Faust is a high-level programming language for audio based on C++ where several implementation-related low-level issues are handled by the Faust compiler. However, Faust still allows for a certain degree of freedom in its operations that may result in undesired behaviours for the domain of audio streams. This blog post shows a few examples where the special values of $$\mathit{inf}$$ and $$NaN$$ can be generated and how to avoid that. As we will see, $$\mathit{inf}$$ and $$NaN$$ values are problematic for audio streams as they follow peculiar arithmetic and relational rules.
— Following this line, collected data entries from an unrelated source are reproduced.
//! Integration test: closed-loop tracking, deviation fault and re-enable.

use rocker_common::protocol::{Instruction, Status};
use rocker_common::state::ClosedLoopState;

use super::rig::{Rig, axis0};

const CLOSED_LOOP_MODE: u8 = 129;
const MAX_POSITION_DEVIATION: u8 = 212;
const DEVIATION_FLAG: u8 = 211;
const CL_STATE: u8 = 219;

fn corrector_state(rig: &Rig<rocker_common::protocol::Datagram>) -> ClosedLoopState {
    rig.scheduler.state().axis(axis0()).corrector.state()
}

#[test]
fn move_tracks_without_correction() {
    let mut rig = Rig::defaults();
    assert_eq!(rig.sap(CLOSED_LOOP_MODE, 0, 1), Status::Ok);
    assert_eq!(corrector_state(&rig), ClosedLoopState::Tracking);

    let reply = rig.ask(Instruction::MoveTo, 0, 0, 1000);
    assert_eq!(reply.value, 1000);

    let reports = rig.run(1000);
    assert!(reports.iter().all(|r| r.faults == 0));
    assert_eq!(rig.sim().position(axis0()), 1000);
    assert_eq!(rig.sim().last_output(axis0()).position_correction, 0);

    assert_eq!(rig.gap(1, 0), 1000); // ActualPosition
    assert_eq!(rig.gap(8, 0), 1); // PositionReached
    assert_eq!(rig.gap(CL_STATE, 0), ClosedLoopState::Tracking as i32);
    assert_eq!(rig.gap(DEVIATION_FLAG, 0), 0);
}

#[test]
fn deviation_fault_blocks_motion_until_reenabled() {
    let mut rig = Rig::defaults();
    assert_eq!(rig.sap(MAX_POSITION_DEVIATION, 0, 100), Status::Ok);
    assert_eq!(rig.sap(CLOSED_LOOP_MODE, 0, 1), Status::Ok);

    rig.sim().inject_slip(axis0(), 150);
    let report = rig.step();
    assert_eq!(report.faults, 1);
    assert_eq!(corrector_state(&rig), ClosedLoopState::Fault);
    assert_eq!(rig.gap(DEVIATION_FLAG, 0), 1);

    let rejected = rig.ask(Instruction::RotateRight, 0, 0, 1000);
    assert_eq!(rejected.status, Status::MotorDisabled);
    assert_eq!(rig.ask(Instruction::MoveTo, 0, 0, 500).status, Status::MotorDisabled);

    // Removing the cause does not clear the latch.
    rig.sim().inject_slip(axis0(), -150);
    let reports = rig.run(50);
    assert!(reports.iter().all(|r| r.faults == 0));
    assert_eq!(corrector_state(&rig), ClosedLoopState::Fault);

    assert_eq!(rig.sap(DEVIATION_FLAG, 0, 0), Status::Ok);
    assert_eq!(corrector_state(&rig), ClosedLoopState::Tracking);
    assert_eq!(rig.ask(Instruction::RotateRight, 0, 0, 1000).status, Status::Ok);
    assert_eq!(rig.gap(DEVIATION_FLAG, 0), 0);
}

#[test]
fn fault_stops_a_running_axis() {
    let mut rig = Rig::defaults();
    rig.sap(MAX_POSITION_DEVIATION, 0, 100);
    rig.ask(Instruction::RotateRight, 0, 0, 20_000);
    rig.run(20);
    assert!(rig.sim().velocity(axis0()) > 0);

    rig.sim().inject_slip(axis0(), 500);
    let report = rig.step();
    assert_eq!(report.faults, 1);
    assert_eq!(rig.gap(2, 0), 0); // TargetVelocity
    rig.run(200);
    assert_eq!(rig.sim().velocity(axis0()), 0);
}

#[test]
fn deviation_equal_to_limit_does_not_fault() {
    let mut rig = Rig::defaults();
    rig.sap(MAX_POSITION_DEVIATION, 0, 150);
    rig.sim().inject_slip(axis0(), 150);
    let reports = rig.run(10);
    assert!(reports.iter().all(|r| r.faults == 0));
    assert_eq!(rig.gap(DEVIATION_FLAG, 0), 0);
}

#[test]
fn position_correction_pulls_encoder_back() {
    let mut rig = Rig::defaults();
    rig.sap(CLOSED_LOOP_MODE, 0, 1);
    rig.sim().inject_slip(axis0(), 500);
    rig.run(3);
    assert_eq!(rig.sim().slip(axis0()), 0);
    assert_eq!(rig.gap(1, 0), 0);
}

#[test]
fn open_loop_leaves_slip_alone() {
    let mut rig = Rig::defaults();
    rig.sim().inject_slip(axis0(), 500);
    rig.run(3);
    assert_eq!(rig.sim().slip(axis0()), 500);
    assert_eq!(rig.gap(1, 0), 500);
    assert_eq!(rig.gap(CL_STATE, 0), ClosedLoopState::OpenLoop as i32);
}

#[test]
fn encoder_resolution_write_rescales_the_encoder() {
    let mut rig = Rig::defaults();
    rig.sim().inject_slip(axis0(), 500);
    rig.run(3);
    assert_eq!(rig.gap(209, 0), 40); // EncoderPosition

    assert_eq!(rig.sap(210, 0, 8192), Status::Ok);
    rig.run(3);
    assert_eq!(rig.gap(209, 0), 80);
    assert_eq!(rig.gap(1, 0), 500);
}

#[test]
fn motor_disable_parks_the_corrector() {
    let mut rig = Rig::defaults();
    rig.sap(CLOSED_LOOP_MODE, 0, 1);
    assert_eq!(rig.sap(203, 0, 1), Status::Ok);
    assert_eq!(corrector_state(&rig), ClosedLoopState::Disabled);
    assert!(!rig.sim().last_output(axis0()).enabled);

    rig.sap(203, 0, 0);
    assert_eq!(corrector_state(&rig), ClosedLoopState::Tracking);
}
$$\mathit{Inf}$$, both positive or negative, is a special value that is used to represent an exceedingly large number, namely a value that is too large to be represented accurately by the floating-point type used. For example, exponential and unbounded growths can occur in unstable recursive systems, which eventually result in $$\mathit{inf}$$ or $$\mathit{-inf}$$. Also, in recursive systems, the opposite case, that is an exponential decay where a value decreases and tends towards 0, can still be a problem when reaching the representation limits of the data type for small values. These values are commonly called subnormal values, and they can be CPU-intensive. Luckily, efficient flush-to-zero (FTZ) mechanisms are usually deployed at the hardware-level to overcome the problem.

$$\mathit{Inf}$$ or $$\mathit{-inf}$$ can also be generated through the multiplication of very large values, or by the division between a large value and a small enough one. Below, we can summarise the arithmetic of $$\mathit{inf}$$ values, alone or combined with real numbers, through the output of common operators and functions in Faust and C++. These examples also show how indeterminate forms are handled.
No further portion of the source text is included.